Quand Hélène venait ainsi rejoindre son père, ce n’était point pour lui parler des choses du collège, dont elle ne s’occupait en rien, mais c’était pour le consulter sur leur installation personnelle et surtout sur celle de sa grand’mère.

Elle la connaissait très peu cette grand’mère, car ayant jusqu’à ce jour habité le nord et l’est de la France, elle n’était que rarement venue à Condé-le-Châtel et à Bezu-Bas, que la bonne femme n’avait jamais quitté; mais elle savait quelles étaient les intentions de son père, et cela suffisait pour qu’elle eût à cœur de veiller à ce qu’elles fussent exactement réalisées.

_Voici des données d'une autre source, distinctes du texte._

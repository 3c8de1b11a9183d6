use crate::config::ConfigError;
use crate::designs::RenovationError;
use crate::gateway::GatewayError;
use crate::telemetry::TelemetryError;
use axum::http::StatusCode;
use axum::response::{IntoResponse, Response};
use axum::Json;
use serde_json::json;
use std::fmt;

#[derive(Debug)]
pub enum AppError {
    Config(ConfigError),
    Telemetry(TelemetryError),
    Io(std::io::Error),
    Gateway(GatewayError),
    Renovation(RenovationError),
}

impl fmt::Display for AppError {
    fn fmt(&self, f: &mut fmt::Formatter<'_>) -> fmt::Result {
        match self {
            AppError::Config(err) => write!(f, "configuration error: {}", err),
            AppError::Telemetry(err) => write!(f, "telemetry error: {}", err),
            AppError::Io(err) => write!(f, "io error: {}", err),
            AppError::Gateway(err) => write!(f, "model gateway error: {}", err),
            AppError::Renovation(err) => write!(f, "renovation error: {}", err),
        }
    }
}

impl std::error::Error for AppError {
    fn source(&self) -> Option<&(dyn std::error::Error + 'static)> {
        match self {
            AppError::Config(err) => Some(err),
            AppError::Telemetry(err) => Some(err),
            AppError::Io(err) => Some(err),
            AppError::Gateway(err) => Some(err),
            AppError::Renovation(err) => Some(err),
        }
    }
}

impl IntoResponse for AppError {
    fn into_response(self) -> Response {
        let status = match &self {
            AppError::Renovation(err) if err.is_not_found() => StatusCode::NOT_FOUND,
            AppError::Config(_)
            | AppError::Telemetry(_)
            | AppError::Io(_)
            | AppError::Gateway(_)
            | AppError::Renovation(_) => StatusCode::INTERNAL_SERVER_ERROR,
        };

        let body = Json(json!({ "error": self.to_string() }));
        (status, body).into_response()
    }
}

impl From<ConfigError> for AppError {
    fn from(value: ConfigError) -> Self {
        Self::Config(value)
    }
}

impl From<TelemetryError> for AppError {
    fn from(value: TelemetryError) -> Self {
        Self::Telemetry(value)
    }
}

impl From<std::io::Error> for AppError {
    fn from(value: std::io::Error) -> Self {
        Self::Io(value)
    }
}

impl From<GatewayError> for AppError {
    fn from(value: GatewayError) -> Self {
        Self::Gateway(value)
    }
}

impl From<RenovationError> for AppError {
    fn from(value: RenovationError) -> Self {
        Self::Renovation(value)
    }
}
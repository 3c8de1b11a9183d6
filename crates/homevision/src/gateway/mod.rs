//! Boundary around the remote generative models.
//!
//! Callers see image bytes in and [`InventoryItem`]s out; vendor request and response
//! envelopes stay inside the concrete gateway modules.

mod gemini;

pub use gemini::GeminiGateway;

use async_trait::async_trait;

use crate::designs::domain::{InventoryItem, SourceImage};

/// The two remote capabilities a renovation run depends on.
#[async_trait]
pub trait ModelGateway: Send + Sync {
    /// Restyle the room in `source` according to `style_prompt`, returning PNG bytes.
    async fn renovate(
        &self,
        source: &SourceImage,
        style_prompt: &str,
    ) -> Result<Vec<u8>, GatewayError>;

    /// List the major furniture pieces visible in a rendered PNG.
    async fn analyze(&self, rendered_png: &[u8]) -> Result<Vec<InventoryItem>, GatewayError>;
}

/// Every variant is a generation failure from the pipeline's point of view.
#[derive(Debug, thiserror::Error)]
pub enum GatewayError {
    #[error("AI did not return an image.")]
    MissingImage,
    #[error("image payload was not valid base64: {0}")]
    MalformedImage(#[source] base64::DecodeError),
    #[error("AI did not return an inventory.")]
    MissingInventory,
    #[error("inventory was not valid structured output: {0}")]
    MalformedInventory(#[source] serde_json::Error),
    #[error("model returned HTTP {status}: {body}")]
    Status { status: u16, body: String },
    #[error("model request failed: {0}")]
    Transport(String),
}
use std::sync::Arc;

use axum::{
    extract::{multipart::MultipartRejection, DefaultBodyLimit, Multipart, Path, State},
    http::StatusCode,
    response::{IntoResponse, Response},
    routing::{get, post},
    Json, Router,
};
use serde_json::json;
use tracing::warn;

use super::domain::{DesignId, InstallmentApplication, SourceImage};
use super::prompt::DEFAULT_STYLE;
use super::repository::DesignRepository;
use super::service::{RenovationError, RenovationService};
use crate::gateway::ModelGateway;

/// Phone cameras routinely produce photos well past axum's 2 MiB default.
pub const UPLOAD_LIMIT_BYTES: usize = 20 * 1024 * 1024;

/// Router builder exposing the renovation, lookup, and installment endpoints.
pub fn design_router<R, G>(service: Arc<RenovationService<R, G>>) -> Router
where
    R: DesignRepository + 'static,
    G: ModelGateway + 'static,
{
    Router::new()
        .route("/renovate", post(renovate_handler::<R, G>))
        .route(
            "/design-results/:design_id",
            get(design_results_handler::<R, G>),
        )
        .route("/installment-items/apply", post(apply_handler::<R, G>))
        .route(
            "/installment-items/:design_id",
            get(installment_items_handler::<R, G>),
        )
        .layer(DefaultBodyLimit::max(UPLOAD_LIMIT_BYTES))
        .with_state(service)
}

/// Fields pulled out of the `/renovate` multipart form.
#[derive(Debug)]
pub(crate) struct RenovationForm {
    pub(crate) image: SourceImage,
    pub(crate) style: String,
}

impl RenovationForm {
    pub(crate) async fn read(mut multipart: Multipart) -> Result<Self, String> {
        let mut image = None;
        let mut style = None;

        while let Some(field) = multipart
            .next_field()
            .await
            .map_err(|err| format!("invalid multipart body: {err}"))?
        {
            let name = field.name().map(str::to_string);
            match name.as_deref() {
                Some("file") => {
                    let declared = field.content_type().map(str::to_string);
                    let bytes = field
                        .bytes()
                        .await
                        .map_err(|err| format!("unable to read uploaded file: {err}"))?;
                    image = Some(SourceImage::with_declared_type(
                        bytes.to_vec(),
                        declared.as_deref(),
                    ));
                }
                Some("style") => {
                    let text = field
                        .text()
                        .await
                        .map_err(|err| format!("unable to read style: {err}"))?;
                    style = Some(text);
                }
                _ => {}
            }
        }

        let image = image
            .filter(|image| !image.bytes.is_empty())
            .ok_or_else(|| "file is required".to_string())?;

        Ok(Self {
            image,
            style: style.unwrap_or_else(|| DEFAULT_STYLE.to_string()),
        })
    }
}

pub(crate) async fn renovate_handler<R, G>(
    State(service): State<Arc<RenovationService<R, G>>>,
    multipart: Result<Multipart, MultipartRejection>,
) -> Response
where
    R: DesignRepository + 'static,
    G: ModelGateway + 'static,
{
    let form = match multipart {
        Ok(multipart) => RenovationForm::read(multipart).await,
        Err(rejection) => Err(rejection.body_text()),
    };

    let form = match form {
        Ok(form) => form,
        Err(message) => {
            warn!(%message, "rejected renovation upload");
            return error_response(StatusCode::BAD_REQUEST, message);
        }
    };

    match service.create_design(form.image, &form.style).await {
        Ok(design_id) => {
            (StatusCode::OK, Json(json!({ "designId": design_id }))).into_response()
        }
        Err(err) => error_response(StatusCode::INTERNAL_SERVER_ERROR, err.to_string()),
    }
}

pub(crate) async fn design_results_handler<R, G>(
    State(service): State<Arc<RenovationService<R, G>>>,
    Path(design_id): Path<String>,
) -> Response
where
    R: DesignRepository + 'static,
    G: ModelGateway + 'static,
{
    let id = DesignId(design_id);
    match service.get_design(&id) {
        Ok(record) => (StatusCode::OK, Json(record.results_view())).into_response(),
        Err(err) => lookup_error(&id, err),
    }
}

pub(crate) async fn installment_items_handler<R, G>(
    State(service): State<Arc<RenovationService<R, G>>>,
    Path(design_id): Path<String>,
) -> Response
where
    R: DesignRepository + 'static,
    G: ModelGateway + 'static,
{
    let id = DesignId(design_id);
    match service.installment_items(&id) {
        Ok(items) => (StatusCode::OK, Json(json!({ "items": items }))).into_response(),
        Err(err) => lookup_error(&id, err),
    }
}

pub(crate) async fn apply_handler<R, G>(
    State(service): State<Arc<RenovationService<R, G>>>,
    Json(application): Json<InstallmentApplication>,
) -> Response
where
    R: DesignRepository + 'static,
    G: ModelGateway + 'static,
{
    let acknowledgement = service.apply_installment(application);
    (StatusCode::OK, Json(acknowledgement)).into_response()
}

fn lookup_error(id: &DesignId, err: RenovationError) -> Response {
    if err.is_not_found() {
        error_response(StatusCode::NOT_FOUND, format!("design {id} not found"))
    } else {
        error_response(StatusCode::INTERNAL_SERVER_ERROR, err.to_string())
    }
}

fn error_response(status: StatusCode, message: String) -> Response {
    (status, Json(json!({ "error": message }))).into_response()
}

–Il faut que la brave femme trouve dans la dernière. –partie dé sa vie le repos et le bien-être qui lui ont par malheur si complètement manqué dans la première, avait dit M. Margueritte, et je compte sur toi pour les lui assurer.

Bien que sa grand’mère fût une vieille paysanne de soixante-treize ans, qui avait toute sa vie travaillé à la terre et qui n’avait aucune idée de ce qu’était le bien-être bourgeois, Hélèneavait voulu que la chambre qu’elle lui organisait fût aussi confortable et aussi élégante que celle qu’elle se faisait arranger pour elle-même;–confortable et élégance bien modestes, il est vrai: faïence pour la toilette, merisier pour le meuble, cretonne pour l’étoffe; mais enfin considérables encore pour quelqu’un qui, depuis quarante ans, se débarbouillait à la pompe et n’avait pas de rideaux à sa lucarne.

Si M. Margueritte en avait eu la liberté, il aurait attendu quelques jours encore pour recevoir sa mèra chez lui, car au milieu des embarras de son installation et de la rentrée des classes, il ne trouverait guère le temps ’être à elle comme il l’aurait voulu; mais cette liberté il ne l’avait point eue.

Le lendemain de son arrivée à Condé il avait été à Bezu-Bas pour voir sa mère et lui annoncer son désir de l’avoir désormais avec lui. Et, en route, il avait préparé le discours conforme aux règles de la rhétorique qu’il lui adresserait: exorde qui éveillerait son attention, narration qui exposerait le sujet, confirmation qui prouverait la vérité et la justesse des faits avancés, réfutation qui irait au-devant des objections probables, enfin péroraison qui récapitulerait ce discours en appuyant surtout sur le bonheur de la vie de famille.

Mais, à sa grande surprise, elle ne l’avait point laissé aller jusqu’à la confirmation. Il avait cru qu’il ne pourrait que difficilement la décider à quitter les champs où elle avait toujours vécu: jeune fille auprès de ses parents, mariée auprès de son mari, veuve auprès de son frère, qui l’avait recueillie, et voilà qu’à peine il était arrivé à la fin de sa narration, elle avait accepté son offre avec empressement et avec joie.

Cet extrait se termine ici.